According to CEEMAN, the Responsible Management Education Award is given for any of, or a combination of the following:
- Contribution to institutional progress in implementing principles for responsible management education (PRME) and achieving PRME objectives by instilling the purpose and values of global social responsibility, adapting curricula, teaching methodologies and processes, conducting conceptual and empirical research, and developing educational materials, concepts and frameworks to embed corporate responsibility and sustainability into the mainstream of the institution’s business-related education.
- Facilitation and support to a dialogue among management educators, businesses, government, consumers, media, civic society organizations and other learning partners on critical issues related to global social responsibility and sustainability, and building partnerships and alliances aimed at more effective responding to the related challenges.
“As the founding executive director of Bentley’s Center for Business Ethics, Mike has consistently been at the vanguard of the field of business ethics,” says Bentley President Gloria Cordes Larson. “His work has been the cornerstone of Bentley’s work in business ethics, and a central part of who we are as an institution.”

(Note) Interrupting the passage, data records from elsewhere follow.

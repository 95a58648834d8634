//! Per-hand geometric feature extraction.
//!
//! Pure functions of a single frame's landmarks — no state carries over
//! between frames. The ratio and margin constants are tuned against the
//! front-camera preview and are load-bearing: the classifier's behaviour
//! depends on them exactly as written.

use crate::{landmark, HandObservation, Point2};

// ════════════════════════════════════════════════════════════════════════════
// Tuned thresholds
// ════════════════════════════════════════════════════════════════════════════

/// A non-thumb finger counts as extended when its tip is this many times
/// farther from the wrist than its knuckle is. Boundary exclusive.
pub const FINGER_EXTENDED_RATIO: f32 = 1.5;

/// Thumb extension ratio (tip vs thumb MCP, both measured from the wrist).
pub const THUMB_EXTENDED_RATIO: f32 = 1.2;

/// Vertical margin (normalized units) before the thumb reads as pointing
/// up or down rather than level.
pub const THUMB_VERTICAL_MARGIN: f32 = 0.05;

// ════════════════════════════════════════════════════════════════════════════
// Feature set
// ════════════════════════════════════════════════════════════════════════════

/// Vertical orientation of the thumb, from tip-vs-MCP y comparison.
/// Image y grows downward, so a tip above its base reads as `Up`.
#[derive(Clone, Copy, Debug, PartialEq, Eq)]
pub enum ThumbDirection {
    Up,
    Down,
    Level,
}

/// Scalar/boolean features derived from one hand in one frame.
#[derive(Clone, Debug)]
pub struct HandFeatures {
    /// Mean of the wrist and the four non-thumb knuckles.
    pub palm_center: Point2,
    /// Extension flags in index, middle, ring, pinky order.
    pub fingers_extended: [bool; 4],
    pub thumb_extended: bool,
    /// Thumb tip ↔ index tip distance (normalized coordinates).
    pub pinch_distance: f32,
    pub thumb_direction: ThumbDirection,
}

impl HandFeatures {
    /// Extract the full feature set from one observation.
    pub fn extract(hand: &HandObservation) -> Self {
        let lm = &hand.landmarks;
        let wrist = lm[landmark::WRIST];

        let palm_center = centroid(&[
            wrist,
            lm[landmark::INDEX_MCP],
            lm[landmark::MIDDLE_MCP],
            lm[landmark::RING_MCP],
            lm[landmark::PINKY_MCP],
        ]);

        let finger = |tip: usize, mcp: usize| -> bool {
            lm[tip].distance(wrist) > FINGER_EXTENDED_RATIO * lm[mcp].distance(wrist)
        };
        let fingers_extended = [
            finger(landmark::INDEX_TIP, landmark::INDEX_MCP),
            finger(landmark::MIDDLE_TIP, landmark::MIDDLE_MCP),
            finger(landmark::RING_TIP, landmark::RING_MCP),
            finger(landmark::PINKY_TIP, landmark::PINKY_MCP),
        ];

        let thumb_tip = lm[landmark::THUMB_TIP];
        let thumb_mcp = lm[landmark::THUMB_MCP];
        let thumb_extended =
            thumb_tip.distance(wrist) > THUMB_EXTENDED_RATIO * thumb_mcp.distance(wrist);

        let pinch_distance = thumb_tip.distance(lm[landmark::INDEX_TIP]);

        let thumb_direction = if thumb_tip.y < thumb_mcp.y - THUMB_VERTICAL_MARGIN {
            ThumbDirection::Up
        } else if thumb_tip.y > thumb_mcp.y + THUMB_VERTICAL_MARGIN {
            ThumbDirection::Down
        } else {
            ThumbDirection::Level
        };

        HandFeatures {
            palm_center,
            fingers_extended,
            thumb_extended,
            pinch_distance,
            thumb_direction,
        }
    }

    /// Number of extended non-thumb fingers (0–4).
    pub fn extended_finger_count(&self) -> usize {
        self.fingers_extended.iter().filter(|&&e| e).count()
    }

    /// Number of extended digits including the thumb (0–5).
    pub fn extended_digit_count(&self) -> usize {
        self.extended_finger_count() + usize::from(self.thumb_extended)
    }
}

fn centroid(points: &[Point2]) -> Point2 {
    let n = points.len() as f32;
    let (sx, sy) = points
        .iter()
        .fold((0.0, 0.0), |(sx, sy), p| (sx + p.x, sy + p.y));
    Point2::new(sx / n, sy / n)
}

// ════════════════════════════════════════════════════════════════════════════
// Tests
// ════════════════════════════════════════════════════════════════════════════
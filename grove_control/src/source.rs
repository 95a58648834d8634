//! Landmark frame sources.
//!
//! The public interface is [`LandmarkFrame`] delivered over a `mpsc`
//! channel, one per video frame. Consumers don't need to know whether
//! frames came from a real webcam detector or the keyboard simulator —
//! the pipeline downstream is identical either way.

use std::sync::mpsc::{self, Receiver, Sender};
use std::thread;

use hand_track::{poses, HandObservation, Point2};

// ════════════════════════════════════════════════════════════════════════════
// LandmarkFrame
// ════════════════════════════════════════════════════════════════════════════

/// One video frame's detections: zero or more hands, in detector order.
/// The first entry is the "lead" hand for shape gestures.
#[derive(Clone, Debug, Default)]
pub struct LandmarkFrame {
    pub hands: Vec<HandObservation>,
}

// ════════════════════════════════════════════════════════════════════════════
// LandmarkSource trait — unified interface for detector and sim
// ════════════════════════════════════════════════════════════════════════════

/// Anything that can deliver [`LandmarkFrame`]s over a channel.
///
/// A real webcam + hand-landmark model lives behind this seam; the crate
/// ships only the simulator, since the detector is an external capability.
pub trait LandmarkSource: Send + 'static {
    fn run(self: Box<Self>, tx: Sender<LandmarkFrame>);
}

/// Spawn a landmark source on its own thread and return the receiving end.
///
/// The thread exits when either side of the channel is dropped, so tearing
/// down the receiver tears down the source.
pub fn spawn_landmark_source<S: LandmarkSource>(source: S) -> Receiver<LandmarkFrame> {
    let (tx, rx) = mpsc::channel();
    thread::spawn(move || Box::new(source).run(tx));
    rx
}

// ════════════════════════════════════════════════════════════════════════════
// SimLandmarkSource — keyboard simulation (always available)
// ════════════════════════════════════════════════════════════════════════════

/// Hand shape currently held on the simulator keyboard.
#[derive(Clone, Copy, Debug, PartialEq, Eq)]
pub enum SimPose {
    Open,
    Fist,
    PinchLeft,
    PinchRight,
    /// Both hands pinching at once, one per side.
    BothPinch,
    ThumbsUp,
    ThumbsDown,
    Victory,
    /// A visible hand matching no gesture rule.
    Unrecognized,
}

/// One simulated video frame from the debug window: the pose held on the
/// keyboard (if any) and the pointer position standing in for the palm.
#[derive(Clone, Copy, Debug)]
pub enum SimInput {
    Tick { pose: Option<SimPose>, at: Point2 },
}

/// Landmark source driven by [`SimInput`] ticks from the visualizer window.
///
/// Each tick becomes one full synthetic 21-landmark frame, so the whole
/// extract → classify → debounce path runs exactly as it would on detector
/// output — holding a key for six ticks is what confirms a gesture.
pub struct SimLandmarkSource {
    pub rx: Receiver<SimInput>,
}

impl LandmarkSource for SimLandmarkSource {
    fn run(self: Box<Self>, tx: Sender<LandmarkFrame>) {
        for SimInput::Tick { pose, at } in self.rx {
            let hands = match pose {
                Some(pose) => synthesize(pose, at),
                None => Vec::new(),
            };
            if tx.send(LandmarkFrame { hands }).is_err() {
                return;
            }
        }
    }
}

/// Build the landmark set for a simulated pose around the pointer position.
///
/// Pinch poses are forced onto their side of the mirrored midline so the
/// classifier reads the intended hand regardless of where the pointer sits.
fn synthesize(pose: SimPose, at: Point2) -> Vec<HandObservation> {
    let left_side = Point2::new(at.x.max(0.65), at.y);
    let right_side = Point2::new(at.x.min(0.35), at.y);
    match pose {
        SimPose::Open => vec![poses::open_hand(at)],
        SimPose::Fist => vec![poses::closed_fist(at)],
        SimPose::PinchLeft => vec![poses::pinch(left_side)],
        SimPose::PinchRight => vec![poses::pinch(right_side)],
        SimPose::BothPinch => vec![poses::pinch(right_side), poses::pinch(left_side)],
        SimPose::ThumbsUp => vec![poses::thumbs_up(at)],
        SimPose::ThumbsDown => vec![poses::thumbs_down(at)],
        SimPose::Victory => vec![poses::victory(at)],
        SimPose::Unrecognized => vec![poses::unrecognized(at)],
    }
}

// ════════════════════════════════════════════════════════════════════════════
// Tests
// ════════════════════════════════════════════════════════════════════════════

#[cfg(test)]
mod tests {
    use super::*;
    use gesture_flow::{classify, GestureLabel};
    use hand_track::HandFeatures;

    fn label_for(pose: SimPose) -> Option<GestureLabel> {
        let hands = synthesize(pose, Point2::new(0.5, 0.5));
        let feats: Vec<HandFeatures> = hands.iter().map(HandFeatures::extract).collect();
        classify(&feats)
    }

    #[test]
    fn every_sim_pose_classifies_as_intended() {
        assert_eq!(label_for(SimPose::Open), Some(GestureLabel::OpenHand));
        assert_eq!(label_for(SimPose::Fist), Some(GestureLabel::ClosedFist));
        assert_eq!(label_for(SimPose::PinchLeft), Some(GestureLabel::PinchLeft));
        assert_eq!(label_for(SimPose::PinchRight), Some(GestureLabel::PinchRight));
        assert_eq!(label_for(SimPose::BothPinch), Some(GestureLabel::PinchLeft));
        assert_eq!(label_for(SimPose::ThumbsUp), Some(GestureLabel::ThumbsUp));
        assert_eq!(label_for(SimPose::ThumbsDown), Some(GestureLabel::ThumbsDown));
        assert_eq!(label_for(SimPose::Victory), Some(GestureLabel::Victory));
        assert_eq!(label_for(SimPose::Unrecognized), None);
    }

    #[test]
    fn sim_source_forwards_one_frame_per_tick() {
        let (in_tx, in_rx) = mpsc::channel();
        let frames = spawn_landmark_source(SimLandmarkSource { rx: in_rx });

        let at = Point2::new(0.5, 0.5);
        in_tx.send(SimInput::Tick { pose: Some(SimPose::Open), at }).unwrap();
        in_tx.send(SimInput::Tick { pose: None, at }).unwrap();
        drop(in_tx);

        let first = frames.recv().expect("first frame");
        assert_eq!(first.hands.len(), 1);
        let second = frames.recv().expect("second frame");
        assert!(second.hands.is_empty());
        // Input channel closed: the source thread shuts down.
        assert!(frames.recv().is_err());
    }

    #[test]
    fn both_pinch_puts_one_hand_on_each_side() {
        let hands = synthesize(SimPose::BothPinch, Point2::new(0.5, 0.5));
        assert_eq!(hands.len(), 2);
        let xs: Vec<f32> = hands
            .iter()
            .map(|h| HandFeatures::extract(h).palm_center.x)
            .collect();
        assert!(xs[0] < 0.5 && xs[1] > 0.5);
    }
}
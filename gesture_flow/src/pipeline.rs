//! The frame pipeline: extract → classify → debounce → dispatch.
//!
//! [`GesturePipeline`] is the one stateful object a host owns per detection
//! session. It is driven once per video frame from a single polling loop;
//! nothing here blocks, suspends, or reads a clock of its own.

use std::time::Instant;

use hand_track::{HandFeatures, HandObservation};

use crate::classify::{classify, GestureLabel};
use crate::debounce::DebounceState;

// ════════════════════════════════════════════════════════════════════════════
// External outputs
// ════════════════════════════════════════════════════════════════════════════

/// The scene's persistent binary configuration, read by the rendering layer
/// every frame.
#[derive(Clone, Copy, Debug, PartialEq, Eq)]
pub enum SceneMode {
    /// Particles gathered into the tree.
    Assembled,
    /// Particles scattered.
    Dispersed,
}

/// Ephemeral camera motion, recomputed every frame and never persisted.
/// Level-triggered: held as long as the thumbs gesture stays confirmed.
#[derive(Clone, Copy, Debug, PartialEq, Eq)]
pub enum CameraCommand {
    Forward,
    Backward,
    Idle,
}

/// One-shot photo-panel navigation.
#[derive(Clone, Copy, Debug, PartialEq, Eq)]
pub enum PhotoStep {
    Next,
    Prev,
}

/// Raw palm-center passthrough for camera rotate targeting.
#[derive(Clone, Copy, Debug, PartialEq)]
pub struct HandPosition {
    pub x: f32,
    pub y: f32,
    pub detected: bool,
}

impl HandPosition {
    /// Neutral center position reported while no hand is visible.
    pub const NONE: HandPosition = HandPosition { x: 0.5, y: 0.5, detected: false };
}

/// Everything the rendering/camera layer consumes for one frame.
#[derive(Clone, Debug)]
pub struct FrameOutput {
    pub mode: SceneMode,
    /// True only on the frame the mode flipped (edge), while `mode` itself
    /// is level-triggered.
    pub mode_changed: bool,
    pub camera: CameraCommand,
    pub hand: HandPosition,
    pub two_hands: bool,
    /// The currently confirmed gesture, if any — for status display. Set
    /// even when a cooldown suppressed the associated action.
    pub confirmed: Option<GestureLabel>,
    pub photo_step: Option<PhotoStep>,
    pub snow_toggled: bool,
}

// ════════════════════════════════════════════════════════════════════════════
// GesturePipeline
// ════════════════════════════════════════════════════════════════════════════

/// Per-session pipeline state: the scene mode plus the debounce counters.
#[derive(Clone, Debug)]
pub struct GesturePipeline {
    mode: SceneMode,
    debounce: DebounceState,
}

impl Default for GesturePipeline {
    fn default() -> Self {
        Self::new()
    }
}

impl GesturePipeline {
    /// The tree starts assembled; an open hand disperses it.
    pub fn new() -> Self {
        GesturePipeline {
            mode: SceneMode::Assembled,
            debounce: DebounceState::new(),
        }
    }

    pub fn mode(&self) -> SceneMode {
        self.mode
    }

    /// Set the scene mode, returning true if it actually flipped.
    ///
    /// Also serves as the host-side override for pointer control when
    /// gesture input is unavailable; going through the pipeline keeps the
    /// edge-trigger baseline in sync so a later confirmed gesture does not
    /// re-fire a transition into the same mode.
    pub fn set_mode(&mut self, mode: SceneMode) -> bool {
        let changed = self.mode != mode;
        self.mode = mode;
        changed
    }

    /// Process one frame of hand observations.
    ///
    /// `now` is the caller's wall-clock sample for this frame; it is only
    /// compared against the cooldown timestamps, never slept on.
    pub fn process(&mut self, hands: &[HandObservation], now: Instant) -> FrameOutput {
        let features: Vec<HandFeatures> = hands.iter().map(HandFeatures::extract).collect();

        let hand = match features.first() {
            Some(lead) => HandPosition {
                x: lead.palm_center.x,
                y: lead.palm_center.y,
                detected: true,
            },
            None => HandPosition::NONE,
        };

        let label = classify(&features);
        self.debounce.observe(label, !hands.is_empty());

        let confirmed = label.filter(|&l| self.debounce.is_confirmed(l));

        let mut out = FrameOutput {
            mode: self.mode,
            mode_changed: false,
            camera: CameraCommand::Idle,
            hand,
            two_hands: hands.len() >= 2,
            confirmed,
            photo_step: None,
            snow_toggled: false,
        };

        let Some(gesture) = confirmed else {
            return out;
        };

        match gesture {
            // Edge-triggered mode flips, idempotent against repeated
            // confirmation of the same gesture.
            GestureLabel::OpenHand => out.mode_changed = self.set_mode(SceneMode::Dispersed),
            GestureLabel::ClosedFist => out.mode_changed = self.set_mode(SceneMode::Assembled),

            // Held camera motion: re-fires every frame past the threshold.
            GestureLabel::ThumbsUp => out.camera = CameraCommand::Forward,
            GestureLabel::ThumbsDown => out.camera = CameraCommand::Backward,

            // One-shots behind their cooldown gates.
            GestureLabel::PinchLeft => {
                if self.debounce.try_fire_photo(gesture, now) {
                    out.photo_step = Some(PhotoStep::Prev);
                }
            }
            GestureLabel::PinchRight => {
                if self.debounce.try_fire_photo(gesture, now) {
                    out.photo_step = Some(PhotoStep::Next);
                }
            }
            GestureLabel::Victory => out.snow_toggled = self.debounce.try_fire_snow(now),
        }

        out.mode = self.mode;
        out
    }
}

// ════════════════════════════════════════════════════════════════════════════
// Tests
// ════════════════════════════════════════════════════════════════════════════

#[cfg(test)]
mod tests {
    use super::*;
    use crate::debounce::{PHOTO_COOLDOWN, SNOW_COOLDOWN};
    use hand_track::{poses, HandObservation, Point2};
    use std::time::Duration;

    const AT: Point2 = Point2 { x: 0.45, y: 0.5 };
    const LEFT_SIDE: Point2 = Point2 { x: 0.75, y: 0.5 };
    const RIGHT_SIDE: Point2 = Point2 { x: 0.25, y: 0.5 };

    /// Feed the same observation list for `frames` frames, returning the
    /// last output.
    fn feed(
        p: &mut GesturePipeline,
        hands: &[HandObservation],
        frames: usize,
        now: Instant,
    ) -> FrameOutput {
        let mut last = None;
        for _ in 0..frames {
            last = Some(p.process(hands, now));
        }
        last.expect("at least one frame")
    }

    #[test]
    fn open_hand_disperses_after_six_frames_not_five() {
        let mut p = GesturePipeline::new();
        let open = [poses::open_hand(AT)];
        let now = Instant::now();

        let out = feed(&mut p, &open, 5, now);
        assert_eq!(out.mode, SceneMode::Assembled);
        assert!(out.confirmed.is_none());

        let out = p.process(&open, now);
        assert_eq!(out.mode, SceneMode::Dispersed);
        assert!(out.mode_changed);
        assert_eq!(out.confirmed, Some(GestureLabel::OpenHand));
    }

    #[test]
    fn open_then_fist_walks_the_mode_both_ways() {
        let mut p = GesturePipeline::new();
        let now = Instant::now();

        let out = feed(&mut p, &[poses::open_hand(AT)], 6, now);
        assert_eq!(out.mode, SceneMode::Dispersed);

        let out = feed(&mut p, &[poses::closed_fist(AT)], 6, now);
        assert_eq!(out.mode, SceneMode::Assembled);
        assert!(out.mode_changed);
    }

    #[test]
    fn repeated_confirmation_changes_mode_exactly_once() {
        let mut p = GesturePipeline::new();
        let open = [poses::open_hand(AT)];
        let now = Instant::now();

        feed(&mut p, &open, 6, now);
        let mut edges = 0;
        for _ in 0..10 {
            if p.process(&open, now).mode_changed {
                edges += 1;
            }
        }
        assert_eq!(edges, 0, "held open hand must not re-fire the edge");
    }

    #[test]
    fn thumbs_up_holds_the_camera_forward() {
        let mut p = GesturePipeline::new();
        let up = [poses::thumbs_up(AT)];
        let now = Instant::now();

        assert_eq!(feed(&mut p, &up, 5, now).camera, CameraCommand::Idle);
        // Level-triggered past the threshold: every subsequent frame.
        for _ in 0..4 {
            assert_eq!(p.process(&up, now).camera, CameraCommand::Forward);
        }
        // Hand loss clears the command immediately.
        assert_eq!(p.process(&[], now).camera, CameraCommand::Idle);
    }

    #[test]
    fn thumbs_down_dollies_backward() {
        let mut p = GesturePipeline::new();
        let out = feed(&mut p, &[poses::thumbs_down(AT)], 6, Instant::now());
        assert_eq!(out.camera, CameraCommand::Backward);
    }

    #[test]
    fn pinch_steps_the_photo_once_per_streak() {
        let mut p = GesturePipeline::new();
        let pinch = [poses::pinch(RIGHT_SIDE)];
        let now = Instant::now();

        let out = feed(&mut p, &pinch, 6, now);
        assert_eq!(out.photo_step, Some(PhotoStep::Next));

        // Counter was consumed: the very next frame has no action even
        // though the pose is unchanged.
        assert_eq!(p.process(&pinch, now).photo_step, None);
    }

    #[test]
    fn photo_cooldown_suppresses_the_second_fire() {
        let mut p = GesturePipeline::new();
        let pinch = [poses::pinch(LEFT_SIDE)];
        let t0 = Instant::now();

        assert_eq!(feed(&mut p, &pinch, 6, t0).photo_step, Some(PhotoStep::Prev));

        // A fresh 6-frame streak inside the 500 ms window: confirmed for
        // display, action suppressed.
        let out = feed(&mut p, &pinch, 6, t0 + Duration::from_millis(200));
        assert_eq!(out.photo_step, None);
        assert_eq!(out.confirmed, Some(GestureLabel::PinchLeft));

        // Once the window passes the still-held streak fires.
        let out = p.process(&pinch, t0 + PHOTO_COOLDOWN);
        assert_eq!(out.photo_step, Some(PhotoStep::Prev));
    }

    #[test]
    fn snow_toggle_is_rate_limited_to_two_seconds() {
        let mut p = GesturePipeline::new();
        let v = [poses::victory(AT)];
        let t0 = Instant::now();

        assert!(feed(&mut p, &v, 6, t0).snow_toggled);
        assert!(!feed(&mut p, &v, 6, t0 + Duration::from_millis(1500)).snow_toggled);
        assert!(p.process(&v, t0 + SNOW_COOLDOWN).snow_toggled);
    }

    #[test]
    fn dropout_frame_keeps_a_confirmed_streak_alive() {
        let mut p = GesturePipeline::new();
        let open = [poses::open_hand(AT)];
        let now = Instant::now();

        feed(&mut p, &open, 7, now);
        // One empty frame: decay, not reset.
        let out = p.process(&[], now);
        assert!(!out.hand.detected);
        assert_eq!((out.hand.x, out.hand.y), (0.5, 0.5));
        // Streak resumes immediately on the next detection.
        let out = p.process(&open, now);
        assert_eq!(out.confirmed, Some(GestureLabel::OpenHand));
    }

    #[test]
    fn two_hand_pinch_dispatches_the_left_action() {
        let mut p = GesturePipeline::new();
        let both = [poses::pinch(RIGHT_SIDE), poses::pinch(LEFT_SIDE)];
        let now = Instant::now();

        let out = feed(&mut p, &both, 6, now);
        assert!(out.two_hands);
        assert_eq!(out.photo_step, Some(PhotoStep::Prev));
    }

    #[test]
    fn hand_position_tracks_the_lead_palm() {
        let mut p = GesturePipeline::new();
        let out = p.process(&[poses::open_hand(Point2::new(0.3, 0.6))], Instant::now());
        assert!(out.hand.detected);
        assert!((out.hand.x - 0.3).abs() < 0.02);
        assert!(!out.two_hands);
    }
}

“I can think of no more pressing need in management and business education, especially today, than to develop strategies for the appropriate integration of ethics and corporate responsibility into the business curriculum,” Hoffman adds. “This is what we have done and continue to do, not only at Bentley, but also with faculty at universities throughout the world.”
Hoffman has been founding executive director of the Center for Business Ethics for more than 35 years. He also co-founded the Society for Business Ethics 31 years ago and is the founding executive director of the Ethics & Compliance Officer Association in the U.S.